Input data
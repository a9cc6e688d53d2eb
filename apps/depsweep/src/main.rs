use anyhow::Result;
use clap::{Parser, Subcommand};
use colored::Colorize;
use depsweep_unused::Config;
use log::{debug, info};
use std::io::{BufWriter, Write};
use std::time::Instant;

#[derive(Parser)]
#[command(name = "depsweep")]
#[command(about = "Find declared dependencies that a JavaScript/TypeScript project never imports", long_about = None)]
struct Cli {
    #[command(subcommand)]
    command: Commands,
}

#[derive(Debug, Subcommand)]
enum Commands {
    /// Report which package.json dependencies are used and which look unused
    Unused(Config),
}

fn main() -> Result<()> {
    env_logger::init();

    // stdio is blocked by LineWriter, use a BufWriter to reduce syscalls.
    // See https://github.com/rust-lang/rust/issues/60673
    let mut stdout = BufWriter::new(std::io::stdout());

    let cli = Cli::parse();
    debug!("Parsed CLI arguments: {:?}", cli.command);

    let start = Instant::now();

    match cli.command {
        Commands::Unused(cfg) => {
            let num_threads = rayon::current_num_threads();
            info!(
                "Running unused dependency check (dev: {}, using {} threads)",
                cfg.dev, num_threads
            );
            debug!("Config: root={:?}, ext={:?}, exclude={:?}", cfg.root, cfg.extensions, cfg.exclude);

            let root = depsweep_core::resolve_root(cfg.root.as_deref())?;
            let json = cfg.json;
            let result = depsweep_unused::run_unused_check(Config { root: Some(root.clone()), ..cfg })?;
            debug!("Found {} unused dependencies", result.unused.len());

            if json {
                depsweep_unused::print_json(&mut stdout, &result)?;
                return Ok(());
            }

            depsweep_unused::print_report(&mut stdout, &result, &root)?;

            let elapsed_ms = start.elapsed().as_millis();
            writeln!(
                stdout,
                "\n{} Finished in {}ms on {} files (using {} threads).",
                "●".bright_blue(),
                elapsed_ms.to_string().cyan(),
                result.files_analyzed.to_string().cyan(),
                num_threads.to_string().cyan()
            )?;
            stdout.flush()?;

            Ok(())
        }
    }
}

Exercise brief
Go through the data and copy each line exactly as it was written.

Solved exercise
repository a9cc6e688d53d2eb
filename apps/depsweep/src/main.rs
use anyhow::Result;
use clap::{Parser, Subcommand};
use colored::Colorize;
use depsweep_unused::Config;
use log::{debug, info};
use std::io::{BufWriter, Write};
use std::time::Instant;

#[derive(Parser)]
#[command(name = "depsweep")]
#[command(about = "Find declared dependencies that a JavaScript/TypeScript project never imports", long_about = None)]
struct Cli {
    #[command(subcommand)]
    command: Commands,
}

#[derive(Debug, Subcommand)]
enum Commands {
    /// Report which package.json dependencies are used and which look unused
    Unused(Config),
}

fn main() -> Result<()> {
    env_logger::init();

    // stdio is blocked by LineWriter, use a BufWriter to reduce syscalls.
    // See https://github.com/rust-lang/rust/issues/60673
    let mut stdout = BufWriter::new(std::io::stdout());

    let cli = Cli::parse();
    debug!("Parsed CLI arguments: {:?}", cli.command);

    let start = Instant::now();

    match cli.command {
        Commands::Unused(cfg) => {
            let num_threads = rayon::current_num_threads();
            info!(
                "Running unused dependency check (dev: {}, using {} threads)",
                cfg.dev, num_threads
            );
            debug!("Config: root={:?}, ext={:?}, exclude={:?}", cfg.root, cfg.extensions, cfg.exclude);

            let root = depsweep_core::resolve_root(cfg.root.as_deref())?;
            let json = cfg.json;
            let result = depsweep_unused::run_unused_check(Config { root: Some(root.clone()), ..cfg })?;
            debug!("Found {} unused dependencies", result.unused.len());

            if json {
                depsweep_unused::print_json(&mut stdout, &result)?;
                return Ok(());
            }

            depsweep_unused::print_report(&mut stdout, &result, &root)?;

            let elapsed_ms = start.elapsed().as_millis();
            writeln!(
                stdout,
                "\n{} Finished in {}ms on {} files (using {} threads).",
                "●".bright_blue(),
                elapsed_ms.to_string().cyan(),
                result.files_analyzed.to_string().cyan(),
                num_threads.to_string().cyan()
            )?;
            stdout.flush()?;

            Ok(())
        }
    }
}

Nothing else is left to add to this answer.